Pensaba el otro día que con frecuencia enfrentamos dos realidades, Dios y el mundo. Y optamos por una dejando la otra de lado. Pero solo en Dios el mundo tiene un sentido. Pensamos en el mundo, en la vida de aquí, la que tocamos, con sus alegrías y sinsabores, con sus luces y sombras. El mundo heredado y el que dejaremos en herencia. El mundo de los avances y de las largas tradiciones. El mundo de contrastes, de hombres grandes y pequeños, de santos y pecadores, de amores y desamores, de glorias y fracasos. El mundo donde brilla la luz de Dios, aunque a veces no la vemos, y donde también hay sombras. Ese mundo que parece perdido pero que es rescatado. El mundo que nos hace y el que hacemos. El mundo que nos llena de nostalgia, que nos levanta cada mañana y nos hace pensar que somos eternos. Ese mundo extraño y próximo. Ese mundo que amamos con toda el alma como camino y lugar donde se puede tocar el cielo. El mundo, pero en Dios. El cielo, pero en la tierra.
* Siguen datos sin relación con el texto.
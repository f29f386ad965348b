//! Relational persistence for alarm definitions and notification methods.
//!
//! The repository contracts ([`NotificationMethodRepo`], [`AlarmDefinitionRepo`])
//! are implemented by [`store::SqlStore`], which uses SeaORM over any engine the
//! connection URL selects. Every write runs inside a single transaction so an
//! existence check and the mutation that depends on it are atomic.

pub mod entities;
pub mod error;
pub mod store;

#[cfg(test)]
mod tests;

use async_trait::async_trait;
use vigil_common::types::NotificationMethodType;

pub use error::{Result, StorageError};
pub use store::{
    AlarmDefinitionFilter, AlarmDefinitionPatch, AlarmDefinitionRow, AlarmDefinitionWrite,
    NotificationMethodRow, SqlStore,
};

/// Storage contract for notification methods.
///
/// All lookups are scoped by `tenant_id`; a row owned by another tenant is
/// indistinguishable from a missing one.
#[async_trait]
pub trait NotificationMethodRepo: Send + Sync {
    /// Persists a new method and returns its generated ID.
    async fn create(
        &self,
        tenant_id: &str,
        name: &str,
        method_type: NotificationMethodType,
        address: &str,
    ) -> Result<String>;

    async fn get(&self, tenant_id: &str, id: &str) -> Result<NotificationMethodRow>;

    /// Returns up to `limit + 1` rows ordered by ID, strictly after `offset`.
    async fn list(
        &self,
        tenant_id: &str,
        offset: Option<&str>,
        limit: u64,
    ) -> Result<Vec<NotificationMethodRow>>;

    /// Deletes the method and every action-list entry that references it.
    async fn delete(&self, tenant_id: &str, id: &str) -> Result<()>;

    async fn update(
        &self,
        id: &str,
        tenant_id: &str,
        name: &str,
        method_type: NotificationMethodType,
        address: &str,
    ) -> Result<NotificationMethodRow>;

    async fn find_by_name(
        &self,
        tenant_id: &str,
        name: &str,
    ) -> Result<Option<NotificationMethodRow>>;

    /// Returns the subset of `ids` the tenant does not own, in input order.
    async fn find_missing(&self, tenant_id: &str, ids: &[String]) -> Result<Vec<String>>;
}

/// Storage contract for alarm definitions and their action-list associations.
#[async_trait]
pub trait AlarmDefinitionRepo: Send + Sync {
    /// Inserts the definition, its action rows and its dimension rows in one
    /// transaction. Fails with [`StorageError::InvalidActionReference`] if any
    /// action ID is unknown, leaving nothing behind.
    async fn create(&self, tenant_id: &str, def: &AlarmDefinitionWrite)
        -> Result<AlarmDefinitionRow>;

    async fn get(&self, tenant_id: &str, id: &str) -> Result<AlarmDefinitionRow>;

    /// Returns up to `limit + 1` rows ordered by ID, strictly after `offset`.
    async fn list(
        &self,
        tenant_id: &str,
        filter: &AlarmDefinitionFilter,
        offset: Option<&str>,
        limit: u64,
    ) -> Result<Vec<AlarmDefinitionRow>>;

    /// Replaces every mutable field and all three action lists.
    async fn update(
        &self,
        tenant_id: &str,
        id: &str,
        def: &AlarmDefinitionWrite,
    ) -> Result<AlarmDefinitionRow>;

    /// Loads the current row, merges the supplied fields and replaces it.
    async fn patch(
        &self,
        tenant_id: &str,
        id: &str,
        patch: &AlarmDefinitionPatch,
    ) -> Result<AlarmDefinitionRow>;

    async fn delete(&self, tenant_id: &str, id: &str) -> Result<()>;
}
Pero no es tan nítida la línea que separa a Dios del mundo. Pienso en lo que es de Dios y separo la misa y la oración de mi vida laboral, de mi vida familiar. Es como si tuviera dos vidas. Una en la que Dios es el centro. Ese Dios al que recibo en la eucaristía. El Dios del que hablo. El Dios que me ama cuando guardo silencio. Y luego esa vida mía en la que no entra Dios. Mi mundo del trabajo donde no dejo que hable e intervenga. El mundo de mis relaciones humanas en las que soy yo el que decide.

Separo a Dios de mi vida cuando no me interesa que interfiera en los pasos que doy. Y lo busco en la sacristía cuando siento que sin Él no puedo caminar. Es el peligro de reducir a Dios a una ética de comportamiento.

Dios está en todo lo que hago. No sólo en una parte. Está en mi vida y dentro de cualquiera de mis sueños. Está en mi trabajo, en mi familia, en mi mundo personal, en mi ocio. Mi mirada tiende al infinito. Con Él camino hacia el cielo y Él está presente en cada paso. En mi ocio está Él. En mis diversiones está Él. En mis decisiones está Él. Porque todo le incumbe. Porque nada le es ajeno.

No hay una parte de mí para el mundo y otra parte para Dios. Mi corazón no se puede dividir. Dios y el mundo son las dos caras de la misma moneda. Pienso que en lo más humano está Dios y en lo más sagrado de mi vida está lo más humano. Una armonía que deseamos. Estar en el mundo con raíces hondas. Llevar al mundo la paz recibida en el corazón de la mano de Dios. Contemplativos en acción. Hombres de Dios que aman la tierra. No tenemos un corazón divisible. Es el mismo corazón de barro con ansia de cielo. No podemos refugiarnos en Dios huyendo de los problemas del mundo. Pero sí podemos cargar el corazón en Dios y ser transformados, para salir al encuentro del hombre que sufre.